05/25/2023
By Cinamon Blair

The Department of Mechanical and Industrial Engineering invites you to a seminar:

"Manufacturing Racial Ignorance: Disabusing the Notion of the Detached Engineer"
When: Friday, June 16, 1-2 p.m.
Where: Online (Zoom) and Remote (Dandeneau 220)
Who: Prof. James Holly, Jr., Department of Mechanical Engineering, University of Michigan

James Holly, Jr., Ph.D., is an Assistant Professor of Mechanical Engineering and core faculty member within the Engineering Education Research program at the University of Michigan.
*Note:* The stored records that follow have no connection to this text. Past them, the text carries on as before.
//! Hardware capability traits and device construction.
//!
//! The chassis follower, the intake motor, the clamp piston, the optical
//! sensor, and the operator's controller are external collaborators. This
//! module defines the narrow traits the control layer consumes them
//! through, and a factory that assembles a device rig from config. Only
//! the mock rig is compiled into this crate; a hardware port supplies its
//! own implementations of these traits.

pub mod mock;

use crate::config::Config;
use crate::core::{DriveParams, Pose, Settle};
use crate::error::{Error, Result};
use std::sync::Arc;
use std::time::Duration;

/// Chassis motion capability.
///
/// Motion calls are logically blocking: they return once the chassis
/// reports the motion settled or the timeout elapses. `cancel_all_motions`
/// unblocks any in-flight call immediately.
pub trait Chassis: Send + Sync {
    /// Reset the pose estimate.
    fn set_pose(&self, pose: Pose) -> Result<()>;

    /// Drive to a field point, blocking until settled or timeout.
    fn move_to_point(&self, x: f32, y: f32, timeout: Duration, params: DriveParams)
        -> Result<Settle>;

    /// Drive to a full pose, blocking until settled or timeout.
    fn move_to_pose(&self, target: Pose, timeout: Duration, params: DriveParams)
        -> Result<Settle>;

    /// Turn in place to a heading in degrees. The chassis resolves the
    /// shorter rotational direction.
    fn turn_to_heading(&self, heading: f32, timeout: Duration) -> Result<Settle>;

    /// Halt any in-flight motion immediately.
    fn cancel_all_motions(&self);

    /// Current pose estimate.
    fn pose(&self) -> Pose;
}

/// Intake motor handle.
///
/// Reads return `Result` so an unavailable sensor is distinguishable from
/// a zero reading.
pub trait IntakeMotor: Send + Sync {
    /// Command a voltage in millivolts, -12000 to 12000.
    fn set_millivolts(&self, mv: i32) -> Result<()>;

    /// Hold the motor braked.
    fn brake(&self) -> Result<()>;

    /// Measured velocity.
    fn velocity(&self) -> Result<f32>;

    /// Currently commanded voltage in millivolts.
    fn millivolts(&self) -> Result<i32>;
}

/// Pneumatic piston handle.
pub trait Piston: Send + Sync {
    /// Extend or retract the piston.
    fn set(&self, engaged: bool) -> Result<()>;

    /// Last commanded state.
    fn value(&self) -> bool;
}

/// Optical hue sensor.
pub trait HueSensor: Send + Sync {
    /// Sampled hue in degrees `[0, 360)`. Errors mean the sensor could
    /// not be read, not that no object was seen.
    fn hue(&self) -> Result<f32>;
}

/// Operator controller inputs, edge-triggered: each method reports true
/// exactly once per physical press.
pub trait OperatorInput: Send + Sync {
    /// Colour-sort toggle button was newly pressed.
    fn sort_toggle_pressed(&self) -> bool;

    /// Skills abort button was newly pressed.
    fn abort_pressed(&self) -> bool;
}

/// The device set the control layer runs against.
pub struct Rig {
    pub chassis: Arc<dyn Chassis>,
    pub intake: Arc<dyn IntakeMotor>,
    pub clamp: Arc<dyn Piston>,
    pub hue_sensor: Arc<dyn HueSensor>,
    pub operator: Arc<dyn OperatorInput>,
}

/// Assemble the device rig named by the config.
pub fn build_rig(config: &Config) -> Result<Rig> {
    match config.device.device_type.as_str() {
        "mock" => {
            log::info!("Device: {} (mock)", config.device.name);
            let latency = Duration::from_millis(config.device.motion_latency_ms);
            Ok(Rig {
                chassis: Arc::new(mock::MockChassis::with_latency(latency)),
                intake: Arc::new(mock::MockIntakeMotor::new()),
                clamp: Arc::new(mock::MockPiston::new()),
                hue_sensor: Arc::new(mock::ScriptedHueSensor::new()),
                operator: Arc::new(mock::ScriptedInput::new()),
            })
        }
        other => Err(Error::UnsupportedDevice(other.to_string())),
    }
}
use async_trait::async_trait;
use futures::stream::BoxStream;
use serde_json::Value;

use super::configs::ImageDialect;
use crate::errors::LlmError;
use crate::models::message::Message;

/// Raw chunk payloads as decoded from the server, in arrival order.
///
/// An `Err` item is a transport failure after the stream was opened.
pub type ChunkStream = BoxStream<'static, Result<Value, LlmError>>;

/// Base trait for chat-completion transports
#[async_trait]
pub trait Provider: Send + Sync {
    /// The model requests are sent to
    fn model(&self) -> &str;

    /// How image blocks must look before they are sent to this transport
    fn image_dialect(&self) -> ImageDialect {
        ImageDialect::Embed
    }

    /// Open a streaming completion.
    ///
    /// `messages` are already normalized and `tools` are wire schemas. Errors returned
    /// here mean no stream was opened at all.
    async fn stream(
        &self,
        messages: &[Message],
        tools: &[Value],
        response_format: Option<&Value>,
    ) -> Result<ChunkStream, LlmError>;
}
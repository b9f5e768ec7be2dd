use serde::{Deserialize, Serialize};
use serde_json::{Map, Value};
use std::fmt;
use std::sync::Arc;
use strum_macros::{AsRefStr, Display, EnumIter, EnumString};

use crate::errors::ToolResult;

/// The primitive json types a tool parameter may be declared with.
///
/// Parsing also accepts the common annotation spellings (`str`, `int`, `float`, `bool`,
/// `list`, `dict`).
#[derive(Debug, Clone, Copy, PartialEq, Eq, AsRefStr, Display, EnumIter, EnumString)]
#[strum(ascii_case_insensitive)]
pub enum ParamType {
    #[strum(to_string = "string", serialize = "str")]
    String,
    #[strum(to_string = "integer", serialize = "int")]
    Integer,
    #[strum(to_string = "number", serialize = "float")]
    Number,
    #[strum(to_string = "boolean", serialize = "bool")]
    Boolean,
    #[strum(to_string = "array", serialize = "list")]
    Array,
    #[strum(to_string = "object", serialize = "dict")]
    Object,
}

/// A declared parameter. The type is kept as written and checked when tools are compiled.
#[derive(Debug, Clone, PartialEq, Eq)]
pub struct ToolParameter {
    pub name: String,
    pub type_name: String,
}

/// Callable invoked with the parsed argument object of a tool call.
pub type ToolHandler = Arc<dyn Fn(&Map<String, Value>) -> ToolResult<Value> + Send + Sync>;

/// A locally callable tool: its name, description, ordered parameters and the function that
/// runs it. Every declared parameter is required.
#[derive(Clone)]
pub struct Tool {
    pub name: String,
    pub description: String,
    pub parameters: Vec<ToolParameter>,
    pub(crate) handler: ToolHandler,
}

impl Tool {
    pub fn new<N, D, F>(name: N, description: D, handler: F) -> Self
    where
        N: Into<String>,
        D: Into<String>,
        F: Fn(&Map<String, Value>) -> ToolResult<Value> + Send + Sync + 'static,
    {
        Tool {
            name: name.into(),
            description: description.into(),
            parameters: Vec::new(),
            handler: Arc::new(handler),
        }
    }

    /// Declare a parameter, e.g. `with_param("city", ParamType::String)` or
    /// `with_param("count", "int")`
    pub fn with_param<N, T>(mut self, name: N, type_name: T) -> Self
    where
        N: Into<String>,
        T: AsRef<str>,
    {
        self.parameters.push(ToolParameter {
            name: name.into(),
            type_name: type_name.as_ref().to_string(),
        });
        self
    }

    pub fn handler(&self) -> &ToolHandler {
        &self.handler
    }
}

impl fmt::Debug for Tool {
    fn fmt(&self, f: &mut fmt::Formatter<'_>) -> fmt::Result {
        f.debug_struct("Tool")
            .field("name", &self.name)
            .field("description", &self.description)
            .field("parameters", &self.parameters)
            .finish_non_exhaustive()
    }
}

/// Anything that can be offered to the model as a tool.
#[derive(Debug, Clone)]
pub enum ToolSpec {
    /// Compiled to a function schema and registered for dispatch
    Function(Tool),
    /// A ready-made wire schema, sent as-is and never dispatched locally
    Schema(Value),
}

impl From<Tool> for ToolSpec {
    fn from(tool: Tool) -> Self {
        ToolSpec::Function(tool)
    }
}

impl From<Value> for ToolSpec {
    fn from(schema: Value) -> Self {
        ToolSpec::Schema(schema)
    }
}

/// A completed tool invocation requested by the model
#[derive(Debug, Clone, Serialize, Deserialize, PartialEq)]
pub struct ToolCall {
    pub id: String,
    pub name: String,
    pub arguments: Value,
}

impl ToolCall {
    pub fn new<I: Into<String>, N: Into<String>>(id: I, name: N, arguments: Value) -> Self {
        Self {
            id: id.into(),
            name: name.into(),
            arguments,
        }
    }
}

/// The value returned by a locally dispatched tool
#[derive(Debug, Clone, Serialize, Deserialize, PartialEq)]
pub struct ToolOutput {
    pub id: String,
    pub name: String,
    pub result: Value,
}
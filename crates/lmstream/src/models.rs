//! These models represent the objects passed between the caller, the adapter and the server
//!
//! There are a few related formats we need to interact with:
//! - caller messages, which may reference images by path, in memory or by url
//! - openai-compatible chat requests, sent from the adapter to the server
//! - streamed completion chunks, sent from the server back to the adapter
//! - stream events, yielded from the adapter to the caller
//!
//! The internal structs stay close to the openai wire shapes so that conversion is mostly
//! a matter of serialization, but the caller-facing pieces are typed rather than free-form json.
pub mod chunk;
pub mod content;
pub mod event;
pub mod message;
pub mod role;
pub mod tool;
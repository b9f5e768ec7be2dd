use serde_json::{json, Map, Value};
use std::collections::{HashMap, HashSet};
use std::fmt;
use std::str::FromStr;

use crate::errors::ConfigurationError;
use crate::models::tool::{ParamType, Tool, ToolHandler, ToolSpec};

/// A tool that can be invoked locally when the model calls it.
#[derive(Clone)]
pub struct RegisteredTool {
    pub parameters: Vec<String>,
    pub handler: ToolHandler,
}

impl fmt::Debug for RegisteredTool {
    fn fmt(&self, f: &mut fmt::Formatter<'_>) -> fmt::Result {
        f.debug_struct("RegisteredTool")
            .field("parameters", &self.parameters)
            .finish_non_exhaustive()
    }
}

/// Maps function names to the tools that can run them.
#[derive(Debug, Clone, Default)]
pub struct ToolRegistry {
    tools: HashMap<String, RegisteredTool>,
}

impl ToolRegistry {
    pub fn get(&self, name: &str) -> Option<&RegisteredTool> {
        self.tools.get(name)
    }

    pub fn contains(&self, name: &str) -> bool {
        self.tools.contains_key(name)
    }

    pub fn len(&self) -> usize {
        self.tools.len()
    }

    pub fn is_empty(&self) -> bool {
        self.tools.is_empty()
    }
}

/// Wire schemas for the request, plus the registry used to dispatch the resulting calls.
#[derive(Debug, Clone, Default)]
pub struct CompiledTools {
    pub schemas: Vec<Value>,
    pub registry: ToolRegistry,
}

/// Convert the tool list of a request into openai function schemas.
///
/// Function tools are compiled and registered; prebuilt schemas are copied unchanged and
/// left out of the registry so their calls always reach the caller.
pub fn compile_tools(tools: &[ToolSpec]) -> Result<CompiledTools, ConfigurationError> {
    let mut tool_names = HashSet::new();
    let mut compiled = CompiledTools::default();

    for spec in tools {
        match spec {
            ToolSpec::Function(tool) => {
                if !tool_names.insert(tool.name.clone()) {
                    return Err(ConfigurationError::DuplicateTool(tool.name.clone()));
                }
                compiled.schemas.push(tool_to_schema(tool)?);
                compiled.registry.tools.insert(
                    tool.name.clone(),
                    RegisteredTool {
                        parameters: tool.parameters.iter().map(|p| p.name.clone()).collect(),
                        handler: tool.handler.clone(),
                    },
                );
            }
            ToolSpec::Schema(schema) => {
                if let Some(name) = schema_name(schema) {
                    if !tool_names.insert(name.to_string()) {
                        return Err(ConfigurationError::DuplicateTool(name.to_string()));
                    }
                }
                compiled.schemas.push(schema.clone());
            }
        }
    }

    Ok(compiled)
}

fn tool_to_schema(tool: &Tool) -> Result<Value, ConfigurationError> {
    let description = tool.description.trim();
    if description.is_empty() {
        return Err(ConfigurationError::MissingToolDescription {
            tool: tool.name.clone(),
        });
    }

    let mut properties = Map::new();
    for param in &tool.parameters {
        let param_type = ParamType::from_str(param.type_name.trim()).map_err(|_| {
            ConfigurationError::UnsupportedParameterType {
                tool: tool.name.clone(),
                param: param.name.clone(),
                type_name: param.type_name.clone(),
            }
        })?;
        properties.insert(param.name.clone(), json!({ "type": param_type.as_ref() }));
    }

    // Optional parameters are not supported: everything declared is required.
    let required: Vec<&str> = tool.parameters.iter().map(|p| p.name.as_str()).collect();

    Ok(json!({
        "type": "function",
        "function": {
            "name": tool.name,
            "description": description,
            "parameters": {
                "type": "object",
                "properties": properties,
                "required": required,
            }
        }
    }))
}

fn schema_name(schema: &Value) -> Option<&str> {
    schema
        .pointer("/function/name")
        .or_else(|| schema.get("name"))
        .and_then(Value::as_str)
}
impl ThinkingState {
    pub fn span(&self) -> SpanState {
        self.span
    }

    pub fn reasoning(&self) -> &str {
        &self.reasoning
    }

    pub fn answer(&self) -> &str {
        &self.answer
    }

    fn channel(&self) -> Channel {
        match self.span {
            SpanState::InsideThink => Channel::Reasoning,
            SpanState::OutsideThink => Channel::Answer,
        }
    }

    fn append(&mut self, channel: Channel, text: &str) {
        match channel {
            Channel::Reasoning => self.reasoning.push_str(text),
            Channel::Answer => self.answer.push_str(text),
        }
    }

    /// Classify a content fragment, updating the span state and accumulators.
    fn push_content(&mut self, fragment: &str, mode: ThinkTagMode) -> Vec<(Channel, String)> {
        let segments = match mode {
            ThinkTagMode::Split => self.split_fragment(fragment),
            ThinkTagMode::WholeFragment => self.whole_fragment(fragment),
        };
        for (channel, text) in &segments {
            self.append(*channel, text);
        }
        segments
    }

    fn split_fragment(&mut self, fragment: &str) -> Vec<(Channel, String)> {
        let mut buffer = std::mem::take(&mut self.carry);
        buffer.push_str(fragment);

        let mut segments = Vec::new();
        let mut rest = buffer.as_str();
        loop {
            match next_marker(rest) {
                Some((at, marker, span)) => {
                    push_segment(&mut segments, self.channel(), &rest[..at]);
                    self.span = span;
                    rest = &rest[at + marker.len()..];
                }
                None => {
                    let split = rest.len() - partial_marker_len(rest);
                    push_segment(&mut segments, self.channel(), &rest[..split]);
                    self.carry = rest[split..].to_string();
                    break;
                }
            }
        }
        segments
    }

    fn whole_fragment(&mut self, fragment: &str) -> Vec<(Channel, String)> {
        let mut text = fragment.to_string();
        if text.contains(THINK_OPEN) {
            self.span = SpanState::InsideThink;
            text = text.replace(THINK_OPEN, "");
        }
        if text.contains(THINK_CLOSE) {
            self.span = SpanState::OutsideThink;
            text = text.replace(THINK_CLOSE, "");
        }

        let mut segments = Vec::new();
        push_segment(&mut segments, self.channel(), &text);
        segments
    }

    /// Release a held-back partial marker as ordinary text
    fn flush(&mut self) -> Option<(Channel, String)> {
        if self.carry.is_empty() {
            return None;
        }
        let text = std::mem::take(&mut self.carry);
        let channel = self.channel();
        self.append(channel, &text);
        Some((channel, text))
    }
}
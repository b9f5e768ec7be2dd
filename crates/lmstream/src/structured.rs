use serde_json::Value;

use crate::models::event::Answer;

/// Decode the complete answer text of a structured-output request.
///
/// Strict json first. Some backends double-escape their output, so on failure the literal
/// escape sequences are unescaped and the text parsed again. If that fails too the original
/// text is returned as [`Answer::Text`]; this never errors.
pub fn decode_structured(text: &str) -> Answer {
    match serde_json::from_str::<Value>(text) {
        // A json string that itself holds a document is the same double-encoding problem
        Ok(Value::String(inner)) => match serde_json::from_str::<Value>(&inner) {
            Ok(value) if value.is_object() || value.is_array() => Answer::Structured(value),
            _ => Answer::Structured(Value::String(inner)),
        },
        Ok(value) => Answer::Structured(value),
        Err(strict) => {
            let unescaped = unescape_literal(text);
            match serde_json::from_str::<Value>(&unescaped) {
                Ok(value) => Answer::Structured(value),
                Err(lenient) => {
                    tracing::debug!(
                        "Structured output is not json ({}; after unescaping: {})",
                        strict,
                        lenient
                    );
                    Answer::Text(text.to_string())
                }
            }
        }
    }
}

/// Replace backslash escape sequences written out literally (`\"`, `\n`, `\u00e9`, ...)
/// with the characters they stand for. Unknown sequences are left alone.
pub fn unescape_literal(text: &str) -> String {
    let mut out = String::with_capacity(text.len());
    let mut chars = text.chars().peekable();

    while let Some(c) = chars.next() {
        if c != '\\' {
            out.push(c);
            continue;
        }
        match chars.peek().copied() {
            Some('"') => out.push('"'),
            Some('\\') => out.push('\\'),
            Some('/') => out.push('/'),
            Some('n') => out.push('\n'),
            Some('t') => out.push('\t'),
            Some('r') => out.push('\r'),
            Some('b') => out.push('\u{8}'),
            Some('f') => out.push('\u{c}'),
            Some('u') => {
                let hex: String = chars.clone().skip(1).take(4).collect();
                match u32::from_str_radix(&hex, 16).ok().and_then(char::from_u32) {
                    Some(decoded) if hex.len() == 4 => {
                        out.push(decoded);
                        for _ in 0..5 {
                            chars.next();
                        }
                        continue;
                    }
                    _ => {
                        out.push('\\');
                        continue;
                    }
                }
            }
            _ => {
                out.push('\\');
                continue;
            }
        }
        chars.next();
    }
    out
}
use serde::{Deserialize, Serialize};
use thiserror::Error;

/// Problems with the request itself, detected before anything is sent.
#[non_exhaustive]
#[derive(Error, Debug, Clone, PartialEq)]
pub enum ConfigurationError {
    #[error("At least one message is required")]
    MissingMessages,

    #[error("Tool '{tool}' has no description")]
    MissingToolDescription { tool: String },

    #[error("Tool '{tool}' declares parameter '{param}' with unsupported type '{type_name}'")]
    UnsupportedParameterType {
        tool: String,
        param: String,
        type_name: String,
    },

    #[error("Duplicate tool name: {0}")]
    DuplicateTool(String),
}

#[non_exhaustive]
#[derive(Error, Debug)]
pub enum LlmError {
    #[error("Configuration error: {0}")]
    Configuration(#[from] ConfigurationError),

    #[error("Unsupported content: {0}")]
    UnsupportedContent(String),

    #[error("Image error: {0}")]
    Image(String),

    #[error("Request failed: {0}")]
    RequestFailed(#[source] Box<dyn std::error::Error + Send + Sync>),

    #[error("Model backend error: {0}")]
    Backend(String),

    #[error("No model backend is configured")]
    BackendUnavailable,

    #[error("Operation not supported by this backend: {0}")]
    Unsupported(String),
}

impl LlmError {
    pub fn request_failed<E>(error: E) -> Self
    where
        E: Into<Box<dyn std::error::Error + Send + Sync>>,
    {
        LlmError::RequestFailed(error.into())
    }

    pub fn is_configuration(&self) -> bool {
        matches!(self, LlmError::Configuration(_))
    }
}

/// Non-2xx answer from the chat endpoint; wrapped by [`LlmError::RequestFailed`].
#[derive(Error, Debug)]
#[error("HTTP {status}: {body}")]
pub struct HttpStatusError {
    pub status: u16,
    pub body: String,
}

/// Failure reported by a locally registered tool.
#[non_exhaustive]
#[derive(Error, Debug, Clone, PartialEq, Deserialize, Serialize)]
pub enum ToolError {
    #[error("Tool not found: {0}")]
    ToolNotFound(String),

    #[error("Invalid parameters: {0}")]
    InvalidParameters(String),

    #[error("Tool execution failed: {0}")]
    ExecutionError(String),
}

pub type ToolResult<T> = Result<T, ToolError>;
//! Wire shapes of a streamed chat completion chunk.
//!
//! Every field is optional: servers differ in which fields they send, and a chunk that
//! carries nothing useful is simply ignored.
use serde::Deserialize;

#[derive(Debug, Clone, Default, PartialEq, Deserialize)]
pub struct ChatChunk {
    #[serde(default)]
    pub choices: Vec<ChunkChoice>,
}

impl ChatChunk {
    /// The delta of the first choice, which is the only one requested
    pub fn delta(&self) -> Option<&Delta> {
        self.choices.first().and_then(|choice| choice.delta.as_ref())
    }
}

#[derive(Debug, Clone, Default, PartialEq, Deserialize)]
pub struct ChunkChoice {
    #[serde(default)]
    pub delta: Option<Delta>,
}

#[derive(Debug, Clone, Default, PartialEq, Deserialize)]
pub struct Delta {
    #[serde(default)]
    pub content: Option<String>,
    #[serde(default)]
    pub reasoning: Option<String>,
    #[serde(default)]
    pub reasoning_content: Option<String>,
    #[serde(default)]
    pub tool_calls: Option<Vec<ToolCallDelta>>,
}

impl Delta {
    /// Reasoning text sent outside the content, under either field name
    pub fn reasoning_text(&self) -> Option<&str> {
        self.reasoning
            .as_deref()
            .or(self.reasoning_content.as_deref())
    }
}

#[derive(Debug, Clone, Default, PartialEq, Deserialize)]
pub struct ToolCallDelta {
    #[serde(default)]
    pub index: Option<u32>,
    #[serde(default)]
    pub id: Option<String>,
    #[serde(default)]
    pub function: Option<FunctionDelta>,
}

#[derive(Debug, Clone, Default, PartialEq, Deserialize)]
pub struct FunctionDelta {
    #[serde(default)]
    pub name: Option<String>,
    #[serde(default)]
    pub arguments: Option<String>,
}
He earned a bachelor’s degree from Tuskegee University and a master’s degree from Michigan State University, both in Mechanical Engineering. He earned his doctorate in Engineering Education from Purdue University. His research paradigm is shaped by his experiences growing up in a Black church within a Black city and later studying engineering at Tuskegee University, a Black institution, three spaces where Blackness is both normal and esteemed. As such, he sees his teaching, research, and service as promoting pro- Blackness — affirming the humanity and epistemic authority of Black people—in engineering education. His scholarship focuses on the ways disciplinary knowledge (i.e., mechanical engineering) reinforces racialized power, the role of culture and cognition in teaching and learning, and preparing pre-college engineering educators to identify and counteract racial inequity.